In der Samstagnachmittags-Sonne erlebte das Open Air seine erste dicke Überraschung: Da trat plötzlich ein Großaufgebot auf die Sitterbühne, ein Frontmann mit Schnauzer und klimperndem Kopftuch um die Hüften, dem zunächst nur einige Standhafte Aufmerksamkeit schenkten. Die ersten Takte verrieten ungewöhnlichen, ukrainischen Ska-Punk, der zum Mittanzen zwang. Und während sich eine riesige Staubwolke vor der Bühne bildete, hüpfte und sprang Sänger Eugene Hütz mit ungebrochener Energie. Die inzwischen beachtliche Menge tobte, die Band schwang noch einmal ihre Waschbretter, und Gogol Bordello ging mit neuen Fans der Sonne entgegen. Auf ähnlich hohem Energielevel stürmten bald darauf Mando Diao über die gleichen Bühnenbretter, schwedische Fahnen tauchten plötzlich im Moshpit auf, und Björn Dixgard, Gustaf Noren & Co. deuteten mit ersten Songs aus dem neuen Album ODE TO ochrasy an, dass die allgemeine Mando-Mania wohl noch lange nicht ihren Höhepunkt erreicht hat. Wer sich dennoch gegen halb acht von den Mando Diaos loseisen konnte, wurde belohnt. Auf der Sternenbühne machten Clap Your Hands Say Yeah die Zuschauer zum Chor. Vor allem Sänger Alec Ounsworth entfaltete unter seinem Schlapphut beachtliches Charisma.
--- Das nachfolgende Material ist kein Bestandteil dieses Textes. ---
use anyhow::{Context, Result};
use rusqlite::{params, Connection};
use std::path::Path;
use std::time::Instant;
use tracing::info;

use crate::aggregate::DomainDateCounts;

const DAY_FORMAT: &str = "%Y-%m-%d";

const CREATE_TABLE: &str = "CREATE TABLE IF NOT EXISTS domain_daily_counts (
    day    TEXT    NOT NULL,
    domain TEXT    NOT NULL,
    count  INTEGER NOT NULL,
    PRIMARY KEY (day, domain)
)";

/// Replaces the contents of `domain_daily_counts` with the freshly aggregated counts.
pub fn write_daily_counts(db_path: &Path, counts: &DomainDateCounts) -> Result<usize> {
    let start_time = Instant::now();
    info!(action = "start", component = "daily_counts", path = ?db_path, "Writing daily domain counts");

    let mut conn = Connection::open(db_path)
        .with_context(|| format!("Failed to open counts database {:?}", db_path))?;
    conn.execute(CREATE_TABLE, [])
        .context("Failed to create domain_daily_counts table")?;

    let tx = conn.transaction()?;
    let removed = tx.execute("DELETE FROM domain_daily_counts", [])?;
    let mut written = 0;
    {
        let mut insert = tx.prepare(
            "INSERT INTO domain_daily_counts (day, domain, count) VALUES (?1, ?2, ?3)",
        )?;
        for (date, domain, count) in counts.iter() {
            let count = i64::try_from(count).context("Daily count exceeds SQLite integer range")?;
            written += insert.execute(params![date.format(DAY_FORMAT).to_string(), domain, count])?;
        }
    }
    tx.commit().context("Failed to commit daily domain counts")?;

    info!(
        action = "complete",
        component = "daily_counts",
        rows_removed = removed,
        rows_written = written,
        duration_ms = start_time.elapsed().as_millis(),
        "Daily domain counts written"
    );
    Ok(written)
}
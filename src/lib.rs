pub mod aggregate;
pub mod analysis;
pub mod args;
pub mod domain;
pub mod ranking;
pub mod reader;
pub mod report;
pub mod sqlite;
pub mod stats;
pub mod utils;

pub use aggregate::{aggregate, DomainDateCounts};
pub use analysis::run;
pub use args::Args;
pub use ranking::{rank, Baseline, RankOptions, Ranking};
pub use report::{build_report, GrowthFormula, ReportFormat};
pub use stats::{AnalysisResult, RankedDomain, Record, Report, ReportRow};
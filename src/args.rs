use chrono::NaiveDate;
use clap::Parser;
use std::path::PathBuf;

use crate::ranking::{Baseline, DEFAULT_TOP, DEFAULT_WINDOW_DAYS};
use crate::report::{GrowthFormula, ReportFormat};

#[derive(Parser, Debug, Clone)]
#[command(
    name = "topdomains",
    about = "Rank the most common email domains by growth over a trailing window",
    version,
    long_about = None
)]
pub struct Args {
    /// Source file of `<date>,<email>` lines (read-only)
    #[arg(short, long, default_value = "emailData.txt")]
    pub input: PathBuf,

    /// Report file to write
    #[arg(short, long, default_value = "Top50DomainData.txt")]
    pub output: PathBuf,

    /// Size of the trailing window in days
    #[arg(short, long, default_value_t = DEFAULT_WINDOW_DAYS)]
    pub days: u32,

    /// Number of domains to rank
    #[arg(short, long, default_value_t = DEFAULT_TOP)]
    pub top: usize,

    /// Treat this date (YYYY-MM-DD) as today instead of the local date
    #[arg(long)]
    pub today: Option<NaiveDate>,

    /// Growth formula
    #[arg(long, value_enum, default_value_t = GrowthFormula::Corrected)]
    pub formula: GrowthFormula,

    /// Side of the cutoff summed into the baseline counts
    #[arg(long, value_enum, default_value_t = Baseline::Older)]
    pub baseline: Baseline,

    /// Report format
    #[arg(long, value_enum, default_value_t = ReportFormat::Text)]
    pub format: ReportFormat,

    /// Also store the daily domain counts in this SQLite database
    #[arg(long)]
    pub counts_db: Option<PathBuf>,

    /// Enable verbose logging
    #[arg(short, long)]
    pub verbose: bool,
}

#[cfg(test)]
mod tests {
    use super::*;

    #[test]
    fn defaults_match_the_classic_run() {
        let args = Args::parse_from(["topdomains"]);
        assert_eq!(args.input, PathBuf::from("emailData.txt"));
        assert_eq!(args.output, PathBuf::from("Top50DomainData.txt"));
        assert_eq!(args.days, 30);
        assert_eq!(args.top, 50);
        assert_eq!(args.today, None);
        assert_eq!(args.formula, GrowthFormula::Corrected);
        assert_eq!(args.baseline, Baseline::Older);
        assert_eq!(args.format, ReportFormat::Text);
    }

    #[test]
    fn parses_overrides() {
        let args = Args::parse_from([
            "topdomains",
            "--days",
            "7",
            "--today",
            "2024-02-15",
            "--formula",
            "legacy",
            "--baseline",
            "newer",
            "--format",
            "json",
            "--counts-db",
            "counts.db",
        ]);
        assert_eq!(args.days, 7);
        assert_eq!(args.today, NaiveDate::from_ymd_opt(2024, 2, 15));
        assert_eq!(args.formula, GrowthFormula::Legacy);
        assert_eq!(args.baseline, Baseline::Newer);
        assert_eq!(args.format, ReportFormat::Json);
        assert_eq!(args.counts_db, Some(PathBuf::from("counts.db")));
    }

    #[test]
    fn rejects_bad_today() {
        assert!(Args::try_parse_from(["topdomains", "--today", "15/02/2024"]).is_err());
    }
}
Bullenhitze hing am frühen Sonntagnachmittag über dem Sittertobel, der Kettcar tapfer trotzten. Die stetig wachsende Crowd vor der Hauptbühne zeigte, daß der spröde Charme der Hamburger durchaus auch Schweizer Ohren erreicht. Leichter hatte es gleich darauf Donavon Frankenreiter im schattigen Sternenzelt mit seinem relaxten Surferfunk. Manu Chao, in der Schweiz noch immer ein Volksheld, sorgte für den energiegeladenen Abschluss eines Festivals, bei dem die über 30 Bands und die Fans Bilderbuch-Atmosphäre genossen hatten.